Friday, August 17, 2012
The United Nations has declared August 19 World Humanitarian Day to honor those who face danger and adversity in order to help others. The date was chosen to correspond to the 2003 bombing of the United Nations building in Iraq in memory and honor of humanitarian aid workers around the world. This year’s campaign "I Was Here" is about making your mark by doing something good, somewhere, for someone else.
Thursday, August 16, 2012
News reports this morning state that Ecuador has announced that it will grant political asylum today to WikiLeaks founder Julian Assange. Assange has been taking refuge in Ecuador's embassy in London since June 19. He is hoping to avoid extradition to Sweden where he is wanted for questioning in connection with alleged sex crimes. Assange also potentially faces extradition to the United States, where Ecuadorian Foreign Miniser Patino believes Assange will not receive a fair trial in connection with his release of thousands of secret documents and diplomatic cables relating to the wars in Iraq and Afghanistan as well as to U.S. foreign relations. It is unclear whether Britian will allow Assange to leave the United Kingdom for Ecuador. Thus far, the British government has taken the position that it has a legal obligation to extradite Assange to Sweden.

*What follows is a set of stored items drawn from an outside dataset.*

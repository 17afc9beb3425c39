//! # vr-db-sqlite Implementation
//!
//! This module implements the data mapping between the SQLite relational model
//! and the `vr-core` domain models. One `SqliteStore` backs all three storage
//! ports so that conflict checks and inserts see the same database.

use std::collections::BTreeSet;
use std::str::FromStr;
use std::time::Duration;

use async_trait::async_trait;
use chrono::{DateTime, NaiveDate, NaiveTime, Utc};
use rust_decimal::Decimal;
use sqlx::sqlite::{SqliteConnectOptions, SqliteJournalMode, SqlitePool, SqlitePoolOptions, SqliteRow};
use sqlx::Row;
use tracing::{debug, info};
use uuid::Uuid;
use vr_core::error::{AppError, ConflictReason, Result};
use vr_core::models::{
    AccountId, ContactInfo, Reservation, ReservationId, ReservationStatus, ReservationSummary,
    Venue, VenueId, VenueStatus,
};
use vr_core::traits::{AvailabilityStore, ReservationRepo, VenueDirectory};

const DATE_FORMAT: &str = "%Y-%m-%d";
const TIME_FORMAT: &str = "%H:%M:%S";

const SUMMARY_SELECT: &str = "SELECT r.id, r.venue_id, r.renter_id, r.event_date, r.start_time, \
     r.end_time, r.status, r.first_name, r.last_name, r.email, r.mobile_country_code, \
     r.mobile_number, r.address, r.country, r.notes, r.voucher_code, r.created_at, \
     v.title AS venue_title, v.owner_id AS venue_owner_id \
     FROM reservations r JOIN venues v ON v.id = r.venue_id";

const SUMMARY_ORDER: &str = "ORDER BY r.event_date DESC, r.created_at DESC, r.id DESC";

#[derive(Clone)]
pub struct SqliteStore {
    pool: SqlitePool,
}

impl SqliteStore {
    /// Opens (creating if missing) the database at `url`.
    ///
    /// In-memory databases live only as long as their connection, so they get
    /// a single connection that is never recycled.
    pub async fn connect(url: &str, max_connections: u32) -> Result<Self> {
        let in_memory = url.contains(":memory:") || url.contains("mode=memory");

        let mut options = SqliteConnectOptions::from_str(url)
            .map_err(store_err)?
            .create_if_missing(true)
            .foreign_keys(true)
            .busy_timeout(Duration::from_secs(5));
        if !in_memory {
            options = options.journal_mode(SqliteJournalMode::Wal);
        }

        let pool_options = if in_memory {
            SqlitePoolOptions::new()
                .max_connections(1)
                .idle_timeout(None::<Duration>)
                .max_lifetime(None::<Duration>)
        } else {
            SqlitePoolOptions::new().max_connections(max_connections.max(1))
        };

        let pool = pool_options.connect_with(options).await.map_err(store_err)?;
        info!(in_memory, "sqlite store connected");
        Ok(Self { pool })
    }

    /// Applies the embedded migrations.
    pub async fn migrate(&self) -> Result<()> {
        sqlx::migrate!("./migrations")
            .run(&self.pool)
            .await
            .map_err(|e| AppError::StoreUnavailable(e.to_string()))
    }

    /// Opens a fresh in-memory store with the schema applied.
    pub async fn in_memory() -> Result<Self> {
        let store = Self::connect("sqlite::memory:", 1).await?;
        store.migrate().await?;
        Ok(store)
    }

    pub fn pool(&self) -> &SqlitePool {
        &self.pool
    }

    /// Inserts or refreshes a venue in the local read model.
    pub async fn upsert_venue(&self, venue: &Venue) -> Result<()> {
        sqlx::query(
            "INSERT INTO venues (id, owner_id, title, price_per_hour, status) VALUES (?, ?, ?, ?, ?) \
             ON CONFLICT(id) DO UPDATE SET owner_id = excluded.owner_id, title = excluded.title, \
             price_per_hour = excluded.price_per_hour, status = excluded.status",
        )
        .bind(uuid_to_blob(venue.id))
        .bind(uuid_to_blob(venue.owner_id))
        .bind(&venue.title)
        .bind(venue.price_per_hour.to_string())
        .bind(venue.status.as_str())
        .execute(&self.pool)
        .await
        .map_err(store_err)?;
        Ok(())
    }

    async fn venue_status(&self, venue_id: VenueId) -> Result<Option<VenueStatus>> {
        let status: Option<String> = sqlx::query_scalar("SELECT status FROM venues WHERE id = ?")
            .bind(uuid_to_blob(venue_id))
            .fetch_optional(&self.pool)
            .await
            .map_err(store_err)?;
        status
            .map(|s| s.parse::<VenueStatus>().map_err(|e| corrupt("venues.status", e)))
            .transpose()
    }

    async fn fetch_summaries(
        &self,
        filter: &str,
        owner_or_renter: Uuid,
        status: Option<ReservationStatus>,
    ) -> Result<Vec<ReservationSummary>> {
        let sql = match status {
            Some(_) => format!("{SUMMARY_SELECT} WHERE {filter} = ? AND r.status = ? {SUMMARY_ORDER}"),
            None => format!("{SUMMARY_SELECT} WHERE {filter} = ? {SUMMARY_ORDER}"),
        };
        let mut query = sqlx::query(&sql).bind(uuid_to_blob(owner_or_renter));
        if let Some(status) = status {
            query = query.bind(status.as_str());
        }
        let rows = query.fetch_all(&self.pool).await.map_err(store_err)?;
        rows.iter().map(summary_from_row).collect()
    }
}

// Helpers for column conversion

fn uuid_to_blob(id: Uuid) -> Vec<u8> {
    id.as_bytes().to_vec()
}

fn blob_to_uuid(blob: &[u8]) -> Result<Uuid> {
    Uuid::from_slice(blob).map_err(|e| corrupt("uuid", e))
}

fn date_to_text(date: NaiveDate) -> String {
    date.format(DATE_FORMAT).to_string()
}

fn text_to_date(text: &str) -> Result<NaiveDate> {
    NaiveDate::parse_from_str(text, DATE_FORMAT).map_err(|e| corrupt("date", e))
}

fn time_to_text(time: NaiveTime) -> String {
    time.format(TIME_FORMAT).to_string()
}

fn text_to_time(text: &str) -> Result<NaiveTime> {
    NaiveTime::parse_from_str(text, TIME_FORMAT).map_err(|e| corrupt("time", e))
}

fn corrupt(column: &str, err: impl std::fmt::Display) -> AppError {
    AppError::StoreUnavailable(format!("unreadable {column}: {err}"))
}

fn store_err(err: sqlx::Error) -> AppError {
    AppError::StoreUnavailable(err.to_string())
}

/// Like `store_err`, but a unique-index violation means the venue-day is held.
fn write_err(err: sqlx::Error) -> AppError {
    let unique = err
        .as_database_error()
        .map(|db| db.is_unique_violation())
        .unwrap_or(false);
    if unique {
        debug!("active-day index rejected write");
        AppError::Conflict(ConflictReason::AlreadyRequested)
    } else {
        store_err(err)
    }
}

fn summary_from_row(row: &SqliteRow) -> Result<ReservationSummary> {
    let renter_id: Option<Vec<u8>> = row.try_get("renter_id").map_err(store_err)?;
    let status: String = row.try_get("status").map_err(store_err)?;
    let created_at: i64 = row.try_get("created_at").map_err(store_err)?;

    let reservation = Reservation {
        id: blob_to_uuid(&row.try_get::<Vec<u8>, _>("id").map_err(store_err)?)?,
        venue_id: blob_to_uuid(&row.try_get::<Vec<u8>, _>("venue_id").map_err(store_err)?)?,
        renter_id: renter_id.as_deref().map(blob_to_uuid).transpose()?,
        event_date: text_to_date(&row.try_get::<String, _>("event_date").map_err(store_err)?)?,
        start_time: text_to_time(&row.try_get::<String, _>("start_time").map_err(store_err)?)?,
        end_time: text_to_time(&row.try_get::<String, _>("end_time").map_err(store_err)?)?,
        status: status
            .parse::<ReservationStatus>()
            .map_err(|e| corrupt("reservations.status", e))?,
        contact: ContactInfo {
            first_name: row.try_get("first_name").map_err(store_err)?,
            last_name: row.try_get("last_name").map_err(store_err)?,
            email: row.try_get("email").map_err(store_err)?,
            mobile_country_code: row.try_get("mobile_country_code").map_err(store_err)?,
            mobile_number: row.try_get("mobile_number").map_err(store_err)?,
            address: row.try_get("address").map_err(store_err)?,
            country: row.try_get("country").map_err(store_err)?,
            notes: row.try_get("notes").map_err(store_err)?,
            voucher_code: row.try_get("voucher_code").map_err(store_err)?,
        },
        created_at: DateTime::<Utc>::from_timestamp_micros(created_at)
            .ok_or_else(|| corrupt("created_at", created_at))?,
    };

    Ok(ReservationSummary {
        reservation,
        venue_title: row.try_get("venue_title").map_err(store_err)?,
        venue_owner_id: blob_to_uuid(&row.try_get::<Vec<u8>, _>("venue_owner_id").map_err(store_err)?)?,
    })
}

#[async_trait]
impl VenueDirectory for SqliteStore {
    async fn get_venue(&self, id: VenueId) -> Result<Option<Venue>> {
        let row = sqlx::query("SELECT id, owner_id, title, price_per_hour, status FROM venues WHERE id = ?")
            .bind(uuid_to_blob(id))
            .fetch_optional(&self.pool)
            .await
            .map_err(store_err)?;

        let Some(row) = row else {
            return Ok(None);
        };
        let price: String = row.try_get("price_per_hour").map_err(store_err)?;
        let status: String = row.try_get("status").map_err(store_err)?;
        Ok(Some(Venue {
            id: blob_to_uuid(&row.try_get::<Vec<u8>, _>("id").map_err(store_err)?)?,
            owner_id: blob_to_uuid(&row.try_get::<Vec<u8>, _>("owner_id").map_err(store_err)?)?,
            title: row.try_get("title").map_err(store_err)?,
            price_per_hour: Decimal::from_str(&price).map_err(|e| corrupt("price_per_hour", e))?,
            status: status
                .parse::<VenueStatus>()
                .map_err(|e| corrupt("venues.status", e))?,
        }))
    }
}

Wednesday, August 15, 2012
Not surprisingly, the United Nations Independent International Commission of Inquiry (CoI) in Syria has determined that both the Syrian Government and opposition forces have perpetrated war crimes and crimes against humanity during the ongoing conflict in Syria.
The CoI on Syria issued its report under a mandate from the Geneva-based UN Human Rights Council. According to a UN press release, "the report states that war crimes, including murder, extrajudicial killings and torture, and gross violations of international human rights, including unlawful killing, attacks against civilians and acts of sexual violence, have been committed in line with State policy, with indications of the involvement at the highest levels of the Government, as well as security and armed forces."
The report further "notes that more “brutal tactics” and new military capabilities have been employed in recent months by both sides to the conflict. It updates earlier findings on the events that took place in the town of Houla on 25 May, concluding that Government forces and Shabiha fighters (the government-controlled militia) were responsible for the killings there of more than 100 civilians – nearly half of whom were children.
While the report states that opposition forces also committed war crimes, it concludes that their violations and abuses were not of the same gravity, frequency and scale as those committed by Government forces and the Shabiha.
The report also "reiterates the need for international consensus to end the violence and pave the way for a political transition process that reflects the aspirations of all segments of Syrian society."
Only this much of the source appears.